TERRE HAUTE —
Wearing a black cap and gown and gold valedictorian sash, former Major League baseball pitcher Tommy John Jr. stood before a Hulman Center crowd Sunday and delivered a commencement speech.
Valedictorian of the Gerstmeyer High School Class of 1961, he wasn’t allowed to deliver the valedictory address at his graduation because he stuttered.
Fifty-three years later, Vigo County Schools Superintendent Danny Tanoos extended an invitation to the baseball legend to return to his hometown and give that address during the Terre Haute North Vigo High School commencement program.
Prior to its delivery, John told Terre Haute media, “I’m honored to come back home and give the graduation talk I never gave in 1961. … I hope the students can stay awake long enough to listen to it.”
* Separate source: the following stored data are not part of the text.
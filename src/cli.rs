use clap::Parser;
use std::path::PathBuf;

use sbom_graph::application::dto::OutputFormat;
use sbom_graph::graph_engine::domain::{ComponentType, RiskLevel};

/// Merge SBOM component lists and render them as a dependency graph
#[derive(Parser, Debug)]
#[command(name = "sbom-graph")]
#[command(version)]
#[command(about = "Merge SBOM component lists and render them as a dependency graph", long_about = None)]
pub struct Args {
    /// Component-list JSON files, merged in the given order
    #[arg(value_name = "FILE", required = true)]
    pub inputs: Vec<PathBuf>,

    /// Output format: html or json [default: html]
    #[arg(short, long)]
    pub format: Option<OutputFormat>,

    /// Output file path (if not specified, outputs to stdout)
    #[arg(short, long)]
    pub output: Option<PathBuf>,

    /// Document title
    #[arg(short, long)]
    pub title: Option<String>,

    /// Document description shown under the title
    #[arg(short, long)]
    pub description: Option<String>,

    /// Omit the metadata block (makes the document byte-for-byte reproducible)
    #[arg(long)]
    pub no_metadata: bool,

    /// Omit the legend
    #[arg(long)]
    pub no_legend: bool,

    /// Omit the statistics block
    #[arg(long)]
    pub no_statistics: bool,

    /// Render an adjacency matrix instead of the tree
    #[arg(long)]
    pub matrix: bool,

    /// Render a single tree rooted at this component id
    #[arg(short, long, value_name = "ID")]
    pub root: Option<String>,

    /// Exclude components matching patterns (supports wildcards: *)
    /// Can be specified multiple times: -e "eslint-*" -e "jest"
    #[arg(short, long = "exclude", value_name = "PATTERN")]
    pub exclude: Vec<String>,

    /// Keep only these component types: application, library, dependency
    #[arg(long = "type", value_name = "TYPE", value_delimiter = ',')]
    pub types: Vec<ComponentType>,

    /// Keep only these risk levels: low, medium, high
    #[arg(long = "risk", value_name = "LEVEL", value_delimiter = ',')]
    pub risk_levels: Vec<RiskLevel>,

    /// Keep only components whose name or description contains this text
    #[arg(long, value_name = "TEXT")]
    pub search: Option<String>,

    /// Keep only components with known vulnerabilities
    #[arg(long)]
    pub vulnerable_only: bool,

    /// Include components scoped as development dependencies
    #[arg(long)]
    pub include_dev: bool,

    /// Include components scoped as optional dependencies
    #[arg(long)]
    pub include_optional: bool,

    /// Only print errors and warnings
    #[arg(short, long)]
    pub quiet: bool,

    /// Path to config file (default: auto-discover sbom-graph.config.yml in the current directory)
    #[arg(short, long, value_name = "PATH")]
    pub config: Option<PathBuf>,
}

impl Args {
    pub fn parse_args() -> Self {
        Self::parse()
    }
}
Just as he had promised, he kept his talk “short and sweet,” but meaningful.
In an introduction, Tanoos pointed to John’s many accomplishments in high school as a top-notch student, leader and athlete; he had been president of student council, vice president of Key Club and a member of the National Honor Society.
He also pointed to John’s successful career as a professional baseball player with the Cleveland Indians, Chicago White Sox, Los Angeles Dodgers, New York Yankees and California Angels.
As John began his address, he told students that when he sat where they sat in 1961, he couldn’t wait for the graduation program to end because he had a baseball career ahead of him.
Two weeks after graduation, he signed a professional contract. “I did not go to college and everybody was aghast that I was going to go straight to hell,” he said, prompting laughter from his audience. But he had wanted to play baseball ever since he was a child.
He told the North graduates what his dad once told him as he got on an airplane for his first assignment in Dubuque, Iowa.
His dad said:
“Tom, no matter what you do in baseball, you may play a month and get released. You may play for 10 years. … Just remember one thing — of who you are and where you come from. You’ll always be Tommy John from Terre Haute, Indiana.”
John said if he ever gets into the Baseball Hall of Fame, “and I sincerely hope I do,” he will still always remain Tommy John from Terre Haute.
He said he wants to get into the Baseball Hall of Fame “not so much for me, but it would be the biggest honor I could give my dad.”
He also told students to have a roadmap and to know where they are going in life, but to expect detours on the road to success.
John talked about the detour in his life in 1974 when he tore a ligament in his elbow. “The doctors told me I would not pitch again and I had to have this revolutionary surgery,” he recounted.
As he went through rehab, he received some advice from John Wooden, the great UCLA basketball coach. Wooden told him, “Tommy, I tell my basketball players we gain strength through adversity. … You’ve got to have adversity in your life to be a tougher, stronger person.”
Wooden also told John, “I wholeheartedly believe you will be a much better pitcher, a much better person, with what you’re going through now.”
John went how to say “how true those words are.”
He returned to his professional career and didn’t retire until 1989; he won 164 games after his surgery.
John told the North Vigo Class of 2014, “You’re going to be on this road to success, and there are going to be roadblocks. Don’t let that roadblock stop you. Find a way around it, find a way over it, and if you can’t do that, get your shovel out and dig under it and get to the other side and keep on going down the road.”
He also told them, “You can be as successful as you want to be, or you can be as lackluster as you want to be.” Success is up to each individual, and success is a habit, he said. Periodically, he told graduates, they may have to reshuffle the cards and start all over.
But no matter what happens on their road to success, he said, “Remember, you’re from Terre Haute, Indiana, and you graduated from North Vigo High School.”
When he met with reporters prior to commencement, he was asked how his parents might have reacted to his giving a valedictory speech.
“My dad’s buttons on his shirt would be popping off because his chest would be popping out,” John said. “My mom would sit there and be smiling, as she did all the time.”
Just after he met with reporters, he signed his autograph and penned a message on a baseball that read: To Zac: God Bless You. “Never give up.”
The baseball will go to Zachary Holland, a military veteran from southern Indiana who was seriously injured in 2009 in Afghanistan when a roadside bomb exploded. The explosion killed two of his best friends, broke many bones and resulted in the amputation of one of his feet; he spent two years in rehab. Holland also suffers from post traumatic stress disorder.
Holland’s father reached out to John and wanted John to write a letter to help inspire his son. Since John was coming to Terre Haute, Tanoos and John’s agent, Kim Berger, arranged for Zac to meet John in Terre Haute.
Zac was unable to come to Terre Haute, but he will receive the autographed baseball. Berger said she has made efforts to get Zac involved with the adaptive sports community. “I’m really glad we get to help in some small way, in gratitude for what he has given to us,” Berger said.